Urban sound classification is essential for effective sound monitoring and mitigation strategies, which are critical to addressing the negative impacts of noise pollution on public health. While existing methods predominantly rely on Short-Term Fourier Transform (STFT)-based features like Mel-Frequency Cepstral Coefficients (MFCC), these approaches often struggle to identify the dominant sound in noisy environments. This gap in robustness limits the practical deployment of such systems in real-world urban settings, where noise levels are unpredictable and variable. Here, we introduce Smoothed Pseudo-Wigner–Ville Distribution-based MFCC (SPWVD-MFCC), a novel feature that merges SPWVD’s high time–frequency resolution with MFCC’s human-like auditory sensitivity. We further propose a dual-stream ResNet50-CNN-LSTM architecture to classify these features.
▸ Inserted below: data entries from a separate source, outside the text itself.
use axum::{extract::Request, http::header, middleware::Next, response::IntoResponse};

pub async fn security_headers_middleware(req: Request, next: Next) -> impl IntoResponse {
    let mut response = next.run(req).await;
    let headers = response.headers_mut();

    headers.insert(
        header::X_CONTENT_TYPE_OPTIONS,
        header::HeaderValue::from_static("nosniff"),
    );
    headers.insert(
        header::X_XSS_PROTECTION,
        header::HeaderValue::from_static("1; mode=block"),
    );
    headers.insert(
        header::STRICT_TRANSPORT_SECURITY,
        header::HeaderValue::from_static("max-age=31536000; includeSubDomains"),
    );
    // Strict CSP: this service serves JSON only
    headers.insert(
        header::CONTENT_SECURITY_POLICY,
        header::HeaderValue::from_static("default-src 'none'; frame-ancestors 'none'"),
    );
    headers.insert(
        header::X_FRAME_OPTIONS,
        header::HeaderValue::from_static("DENY"),
    );

    response
}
Comprehensive experiments conducted on UrbanSound8K, UrbanSoundPlus, and DCASE2016 datasets demonstrate that the proposed SPWVD-MFCC significantly improves classification accuracy in noisy conditions, with an enhancement of up to 37.2% over traditional STFT-based methods and better robustness than existing approaches. These results indicate that the proposed approach addresses a critical gap in urban sound classification by providing enhanced robustness in low-SNR environments. This advancement improves the reliability of urban noise monitoring systems and contributes to the broader goal of creating healthier urban living environments by enabling more effective noise-control strategies.

查看原文本刊更多论文

基于SPWVD-MFCC和双流分类器的噪声环境下城市声音鲁棒分类方法

城市声音分类对于有效的声音监测和缓解战略至关重要，这对于解决噪声污染对公众健康的负面影响至关重要。虽然现有的方法主要依赖于基于短期傅里叶变换（STFT）的特征，如Mel-Frequency倒谱系数（MFCC），但这些方法往往难以识别嘈杂环境中的主导声音。这种鲁棒性上的差距限制了这种系统在现实世界城市环境中的实际部署，因为城市环境中的噪音水平是不可预测和可变的。本文介绍了基于平滑伪wigner - ville分布的MFCC (SPWVD-MFCC)，这是一种融合了SPWVD的高时频分辨率和MFCC的类人听觉灵敏度的新特征。我们进一步提出了一种双流ResNet50-CNN-LSTM架构来对这些特征进行分类。在UrbanSound8K、UrbanSoundPlus和DCASE2016数据集上进行的综合实验表明，所提出的SPWVD-MFCC显著提高了噪声条件下的分类精度，比传统的基于stft的方法提高了37.2%，鲁棒性优于现有方法。这些结果表明，该方法通过在低信噪比环境中提供增强的鲁棒性，解决了城市声音分类的关键空白。这一进步提高了城市噪声监测系统的可靠性，并有助于通过实现更有效的噪声控制策略来创造更健康的城市生活环境。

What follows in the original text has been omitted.